Return the entries exactly as they appear.

(Stored data)
###
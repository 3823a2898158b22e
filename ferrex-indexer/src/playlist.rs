use regex::Regex;
use std::sync::OnceLock;

fn media_tag_regex() -> &'static Regex {
    static RE: OnceLock<Regex> = OnceLock::new();
    RE.get_or_init(|| Regex::new(r#"(?i)<media[^>]*\bsrc\s*=\s*"([^"]+)""#).unwrap())
}

/// Extracts every `<media src="...">` reference from raw WPL document
/// text, in order. A genuinely malformed document simply yields no
/// references; the indexer does not fail a walk over unparsable playlists.
pub fn extract_wpl_sources(document: &str) -> Vec<String> {
    media_tag_regex()
        .captures_iter(document)
        .map(|c| c[1].to_string())
        .collect()
}

fn normalize_slashes(raw: &str) -> String {
    raw.replace('\\', "/")
}

fn strip_unc_prefix(raw: &str) -> &str {
    raw.trim_start_matches("//").trim_start_matches('/')
}

/// Resolves one raw WPL media reference to a canonical catalog-relative
/// path, or `None` if it cannot be matched to anything under the media
/// root (§9 decision). Pure function of its inputs; `known_paths` is the
/// already-indexed catalog path set used for the longest-suffix match.
///
/// Strategies, tried in order:
/// 1. Join `raw_src` directly against `playlist_dir`.
/// 2. Join `raw_src` directly against `media_root` (i.e. treat it as
///    already root-relative).
/// 3. Longest-suffix match: walk `raw_src`'s path components from the
///    end and find the longest run that matches the tail of some entry
///    in `known_paths`, bounded to `max_suffix_depth` components.
pub fn resolve_playlist_source(
    playlist_dir: &str,
    raw_src: &str,
    known_paths: &[String],
    max_suffix_depth: usize,
) -> Option<String> {
    let normalized = normalize_slashes(raw_src);
    let normalized = strip_unc_prefix(&normalized);

    let direct_in_playlist_dir = join_relative(playlist_dir, normalized);
    if known_paths.iter().any(|p| p == &direct_in_playlist_dir) {
        return Some(direct_in_playlist_dir);
    }

    if known_paths.iter().any(|p| p == normalized) {
        return Some(normalized.to_string());
    }

    let components: Vec<&str> = normalized.split('/').filter(|c| !c.is_empty()).collect();
    for depth in (1..=components.len().min(max_suffix_depth)).rev() {
        let suffix = components[components.len() - depth..].join("/");
        if let Some(matched) = known_paths.iter().find(|p| p.ends_with(&suffix)) {
            return Some(matched.clone());
        }
    }

    None
}

fn join_relative(dir: &str, name: &str) -> String {
    if dir.is_empty() {
        name.to_string()
    } else {
        format!("{dir}/{name}")
    }
}

#[cfg(test)]
mod tests {
    use super::*;

    #[test]
    fn extracts_media_sources_in_document_order() {
        let doc = r#"
            <smil><body><seq>
                <media src="song1.mp3"/>
                <media src="Sub Folder\song2.mp3" />
            </seq></body></smil>
        "#;
        let sources = extract_wpl_sources(doc);
        assert_eq!(sources, vec!["song1.mp3", "Sub Folder\\song2.mp3"]);
    }

    #[test]
    fn resolves_via_playlist_dir_join_first() {
        let known = vec!["music/playlists/song1.mp3".to_string()];
        let resolved = resolve_playlist_source("music/playlists", "song1.mp3", &known, 4);
        assert_eq!(resolved.as_deref(), Some("music/playlists/song1.mp3"));
    }

    #[test]
    fn resolves_via_media_root_join_when_playlist_dir_join_misses() {
        let known = vec!["music/song1.mp3".to_string()];
        let resolved = resolve_playlist_source("music/playlists", "music/song1.mp3", &known, 4);
        assert_eq!(resolved.as_deref(), Some("music/song1.mp3"));
    }

    #[test]
    fn resolves_via_longest_suffix_match_when_direct_joins_miss() {
        let known = vec!["music/artist/album/song1.mp3".to_string()];
        let resolved = resolve_playlist_source(
            "playlists",
            r"C:\Users\someone\Music\artist\album\song1.mp3",
            &known,
            4,
        );
        assert_eq!(resolved.as_deref(), Some("music/artist/album/song1.mp3"));
    }

    #[test]
    fn returns_none_when_nothing_matches() {
        let known = vec!["music/other.mp3".to_string()];
        let resolved = resolve_playlist_source("playlists", "missing.mp3", &known, 4);
        assert_eq!(resolved, None);
    }
}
###
RESPONSE TO THE TASK —
repository 3823a2898158b22e
filename ferrex-indexer/src/playlist.rs
use regex::Regex;
use std::sync::OnceLock;

fn media_tag_regex() -> &'static Regex {
    static RE: OnceLock<Regex> = OnceLock::new();
    RE.get_or_init(|| Regex::new(r#"(?i)<media[^>]*\bsrc\s*=\s*"([^"]+)""#).unwrap())
}

/// Extracts every `<media src="...">` reference from raw WPL document
/// text, in order. A genuinely malformed document simply yields no
/// references; the indexer does not fail a walk over unparsable playlists.
pub fn extract_wpl_sources(document: &str) -> Vec<String> {
    media_tag_regex()
        .captures_iter(document)
        .map(|c| c[1].to_string())
        .collect()
}

fn normalize_slashes(raw: &str) -> String {
    raw.replace('\\', "/")
}

fn strip_unc_prefix(raw: &str) -> &str {
    raw.trim_start_matches("//").trim_start_matches('/')
}

/// Resolves one raw WPL media reference to a canonical catalog-relative
/// path, or `None` if it cannot be matched to anything under the media
/// root (§9 decision). Pure function of its inputs; `known_paths` is the
/// already-indexed catalog path set used for the longest-suffix match.
///
/// Strategies, tried in order:
/// 1. Join `raw_src` directly against `playlist_dir`.
/// 2. Join `raw_src` directly against `media_root` (i.e. treat it as
///    already root-relative).
/// 3. Longest-suffix match: walk `raw_src`'s path components from the
///    end and find the longest run that matches the tail of some entry
///    in `known_paths`, bounded to `max_suffix_depth` components.
pub fn resolve_playlist_source(
    playlist_dir: &str,
    raw_src: &str,
    known_paths: &[String],
    max_suffix_depth: usize,
) -> Option<String> {
    let normalized = normalize_slashes(raw_src);
    let normalized = strip_unc_prefix(&normalized);

    let direct_in_playlist_dir = join_relative(playlist_dir, normalized);
    if known_paths.iter().any(|p| p == &direct_in_playlist_dir) {
        return Some(direct_in_playlist_dir);
    }

    if known_paths.iter().any(|p| p == normalized) {
        return Some(normalized.to_string());
    }

    let components: Vec<&str> = normalized.split('/').filter(|c| !c.is_empty()).collect();
    for depth in (1..=components.len().min(max_suffix_depth)).rev() {
        let suffix = components[components.len() - depth..].join("/");
        if let Some(matched) = known_paths.iter().find(|p| p.ends_with(&suffix)) {
            return Some(matched.clone());
        }
    }

    None
}

fn join_relative(dir: &str, name: &str) -> String {
    if dir.is_empty() {
        name.to_string()
    } else {
        format!("{dir}/{name}")
    }
}

#[cfg(test)]
mod tests {
    use super::*;

    #[test]
    fn extracts_media_sources_in_document_order() {
        let doc = r#"
            <smil><body><seq>
                <media src="song1.mp3"/>
                <media src="Sub Folder\song2.mp3" />
            </seq></body></smil>
        "#;
        let sources = extract_wpl_sources(doc);
        assert_eq!(sources, vec!["song1.mp3", "Sub Folder\\song2.mp3"]);
    }

    #[test]
    fn resolves_via_playlist_dir_join_first() {
        let known = vec!["music/playlists/song1.mp3".to_string()];
        let resolved = resolve_playlist_source("music/playlists", "song1.mp3", &known, 4);
        assert_eq!(resolved.as_deref(), Some("music/playlists/song1.mp3"));
    }

    #[test]
    fn resolves_via_media_root_join_when_playlist_dir_join_misses() {
        let known = vec!["music/song1.mp3".to_string()];
        let resolved = resolve_playlist_source("music/playlists", "music/song1.mp3", &known, 4);
        assert_eq!(resolved.as_deref(), Some("music/song1.mp3"));
    }

    #[test]
    fn resolves_via_longest_suffix_match_when_direct_joins_miss() {
        let known = vec!["music/artist/album/song1.mp3".to_string()];
        let resolved = resolve_playlist_source(
            "playlists",
            r"C:\Users\someone\Music\artist\album\song1.mp3",
            &known,
            4,
        );
        assert_eq!(resolved.as_deref(), Some("music/artist/album/song1.mp3"));
    }

    #[test]
    fn returns_none_when_nothing_matches() {
        let known = vec!["music/other.mp3".to_string()];
        let resolved = resolve_playlist_source("playlists", "missing.mp3", &known, 4);
        assert_eq!(resolved, None);
    }
}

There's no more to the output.